Adobe zeigt, wie’s geht: Erst Regeln erfinden, dann die Arbeit verunmöglichen – Doppelmoral in 4K. Gleichzeitig rennen die gleichen Prozesse auf dem iPad Pro (M4/M5) locker durch. Ja, mit winzigen Abstrichen. Überraschung: Procreate und Luminar schaffen dutzende druckfertige Motive (auch mit Haut), ohne mich mit Moral-Popups zu therapieren. Mein digitaler Mittelfinger? Einfach: nicht nutzen, nicht kaufen. Ich bin volljährig – ich lasse mir nicht von einer Softwareschmiede diktieren, welche Bilder ich anfassen darf.
Gruß
Mario.
Ganz genau,… gut gesagt und auf den Punkt gebracht.
Jürgen
Eine hervorragende Analyse eines bedenklichen Ärgernisses. Das geschilderte Beispiel zeigt deutlich die Kehrseite der KI-Medaille.
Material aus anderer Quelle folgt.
use std::sync::Arc;

use chrono::NaiveDate;
use pretty_assertions::assert_eq;
use uuid::Uuid;
use wellness_coach::catalog::ExerciseCatalog;
use wellness_coach::models::{
    AdaptationPriority, AdaptationType, ExerciseLog, ExperienceLevel, SessionLog, SetResult,
    TrainingGoal, TrainingRequest, WeeklyPlan,
};
use wellness_coach::services::{PerformanceAnalysisService, ProgramGenerationService};

fn analyzer() -> PerformanceAnalysisService {
    PerformanceAnalysisService::new(Arc::new(ExerciseCatalog::builtin().clone()))
}

fn strength_plan() -> WeeklyPlan {
    let gen = ProgramGenerationService::new(Arc::new(ExerciseCatalog::builtin().clone()));
    let request = TrainingRequest::new(TrainingGoal::Strength, ExperienceLevel::Intermediate, 3);
    gen.generate(&request, &[], 0)
}

fn day(offset: i64) -> NaiveDate {
    NaiveDate::from_ymd_opt(2026, 8, 3).unwrap() + chrono::Duration::days(offset)
}

/// One session where every planned exercise gets `total` sets at `weight`,
/// of which the first `completed` are marked done.
fn plan_session(
    plan: &WeeklyPlan,
    date: NaiveDate,
    completed: usize,
    total: usize,
    weight: f64,
) -> SessionLog {
    let exercises = plan
        .days[0]
        .exercises
        .iter()
        .map(|ex| ExerciseLog {
            exercise_id: ex.exercise_id.clone(),
            name: ex.name.clone(),
            sets: (0..total)
                .map(|i| SetResult {
                    set_number: i as u32 + 1,
                    reps: 8,
                    weight,
                    completed: i < completed,
                })
                .collect(),
        })
        .collect();
    SessionLog {
        id: Uuid::new_v4(),
        date,
        plan_id: plan.id,
        exercises,
        completed: true,
        duration_minutes: 45,
    }
}

#[test]
fn test_empty_history_produces_no_suggestions() {
    println!("🧪 Testing analysis with no history...");

    let plan = strength_plan();
    let service = analyzer();

    let metrics = service.compute_metrics(&[], &plan);
    assert_eq!(metrics.total_sessions, 0);
    assert_eq!(metrics.completion_rate, 0.0);
    assert!(metrics.exercises.is_empty());
    assert!(service.analyze(&[], &plan).is_empty());

    println!("✅ Empty-history analysis test passed!");
}

#[test]
fn test_metrics_aggregate_only_completed_matching_sessions() {
    println!("🧪 Testing metrics session filtering...");

    let plan = strength_plan();
    let service = analyzer();

    let mut history = vec![
        plan_session(&plan, day(0), 3, 3, 40.0),
        plan_session(&plan, day(7), 3, 3, 50.0),
    ];
    // An abandoned session and one for a different plan must both be ignored
    let mut abandoned = plan_session(&plan, day(3), 0, 3, 40.0);
    abandoned.completed = false;
    history.push(abandoned);
    let mut foreign = plan_session(&plan, day(4), 3, 3, 40.0);
    foreign.plan_id = Uuid::new_v4();
    history.push(foreign);

    let metrics = service.compute_metrics(&history, &plan);
    assert_eq!(metrics.total_sessions, 2);
    assert_eq!(metrics.completion_rate, 100.0);
    assert_eq!(metrics.average_duration, 45.0);

    // 40.0 -> 50.0 across the two sessions is a 25% progression
    for perf in &metrics.exercises {
        assert_eq!(perf.times_performed, 2);
        assert!((perf.progression - 25.0).abs() < 1e-9, "got {}", perf.progression);
    }

    println!("✅ Metrics filtering test passed!");
}

#[test]
fn test_low_completion_triggers_high_priority_intensity_reduction() {
    println!("🧪 Testing intensity reduction rule...");

    let plan = strength_plan();
    // Four sessions at 60% set completion
    let history: Vec<SessionLog> = (0..4)
        .map(|i| plan_session(&plan, day(i * 2), 3, 5, 40.0))
        .collect();

    let adaptations = analyzer().analyze(&history, &plan);
    let reduction = adaptations
        .iter()
        .find(|a| a.adaptation_type == AdaptationType::IntensityChange)
        .expect("expected an intensity change suggestion");
    assert_eq!(reduction.priority, AdaptationPriority::High);
    assert_eq!(reduction.confidence, 90.0);
    assert_eq!(reduction.changes.len(), 1);
    assert_eq!(reduction.changes[0].field, "level");

    println!("✅ Intensity reduction test passed!");
}

#[test]
fn test_sustained_full_completion_suggests_harder_program() {
    println!("🧪 Testing intensity increase rule...");

    let plan = strength_plan();
    // Six fully completed sessions across two weeks
    let history: Vec<SessionLog> = (0..6)
        .map(|i| plan_session(&plan, day(i * 2), 3, 3, 40.0))
        .collect();

    let adaptations = analyzer().analyze(&history, &plan);
    let increase = adaptations
        .iter()
        .find(|a| a.adaptation_type == AdaptationType::IntensityChange)
        .expect("expected an intensity change suggestion");
    assert_eq!(increase.priority, AdaptationPriority::Medium);
    assert_eq!(increase.confidence, 80.0);
    assert_eq!(increase.changes[0].new_value, serde_json::json!("advanced"));

    println!("✅ Intensity increase test passed!");
}

#[test]
fn test_stalled_exercise_gets_progressive_overload() {
    println!("🧪 Testing progressive overload rule...");

    let plan = strength_plan();
    // Fully completed, but the weight never moves: flat progression
    let history: Vec<SessionLog> = (0..4)
        .map(|i| plan_session(&plan, day(i * 2), 3, 3, 40.0))
        .collect();

    let adaptations = analyzer().analyze(&history, &plan);
    let overload: Vec<_> = adaptations
        .iter()
        .filter(|a| a.adaptation_type == AdaptationType::ProgressiveOverload)
        .collect();
    assert!(!overload.is_empty(), "expected progressive overload suggestions");
    for adaptation in overload {
        assert_eq!(adaptation.priority, AdaptationPriority::Medium);
        assert_eq!(adaptation.confidence, 85.0);
        let change = &adaptation.changes[0];
        assert_eq!(change.field, "weight");
        let old = change.old_value.as_f64().unwrap();
        let new = change.new_value.as_f64().unwrap();
        assert!(new > old, "suggested weight {new} must exceed current {old}");
    }

    println!("✅ Progressive overload test passed!");
}

#[test]
fn test_failing_exercise_gets_substitution() {
    println!("🧪 Testing exercise substitution rule...");

    let plan = strength_plan();
    let victim = plan.days[0].exercises[0].clone();

    // Three sessions where one exercise fails (1 of 3 sets) and the rest
    // are completed in full
    let history: Vec<SessionLog> = (0..3)
        .map(|i| {
            let mut session = plan_session(&plan, day(i * 3), 3, 3, 40.0);
            for log in &mut session.exercises {
                if log.exercise_id == victim.exercise_id {
                    for (idx, set) in log.sets.iter_mut().enumerate() {
                        set.completed = idx == 0;
                    }
                }
            }
            session
        })
        .collect();

    let adaptations = analyzer().analyze(&history, &plan);
    let substitution = adaptations
        .iter()
        .find(|a| a.adaptation_type == AdaptationType::ExerciseSubstitution)
        .expect("expected a substitution suggestion");
    assert_eq!(substitution.priority, AdaptationPriority::Medium);
    assert_eq!(substitution.confidence, 80.0);
    let change = &substitution.changes[0];
    assert_eq!(change.field, "exercise");
    assert_eq!(change.exercise_id.as_deref(), Some(victim.exercise_id.as_str()));
    assert_eq!(change.old_value, serde_json::json!(victim.name));
    if let Some(replacement) = change.new_value.as_str() {
        assert_ne!(replacement, victim.name, "replacement must differ");
    }

    println!("✅ Substitution test passed!");
}

#[test]
fn test_analysis_is_repeatable() {
    println!("🧪 Testing analysis repeatability...");

    let plan = strength_plan();
    let history: Vec<SessionLog> = (0..4)
        .map(|i| plan_session(&plan, day(i * 2), 3, 5, 40.0))
        .collect();

    let service = analyzer();
    let first = service.analyze(&history, &plan);
    let second = service.analyze(&history, &plan);

    // Fresh ids and timestamps each run, but the same substance
    assert_eq!(first.len(), second.len());
    for (a, b) in first.iter().zip(second.iter()) {
        assert_eq!(a.adaptation_type, b.adaptation_type);
        assert_eq!(a.priority, b.priority);
        assert_eq!(a.confidence, b.confidence);
        assert_eq!(a.changes, b.changes);
    }

    println!("✅ Repeatability test passed!");
}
Als langjähriger Nutzer von Photoshop fühle ich mich in Geiselhaft. Leider ist der Ausstieg aus Adobe und der Umstieg auf eine andere Software eine illusorische Pseudo-Alternative. Früher oder später manövrieren alle in gleiche Fahrwasser (vgl. die sogenannten ‚Abo-Modelle‘).
Gerade auf der offiziellen Procreate-Website steht ausdrücklich, dass es kein Abo gibt und die Apps als Einmalkauf angeboten werden. Bei luminar steht für die Version die ich nutze: Lifetime-Kauf als Einmalzahlung. Natürlich gibt es eine Option als Abo, aber die muss man nicht nutzen. Und ehrlich gesagt, ich bin mit der Software mehr als zufrieden. Daher ist PS schon lange nicht mehr der Mittelpunkt der grafischen Entwicklung.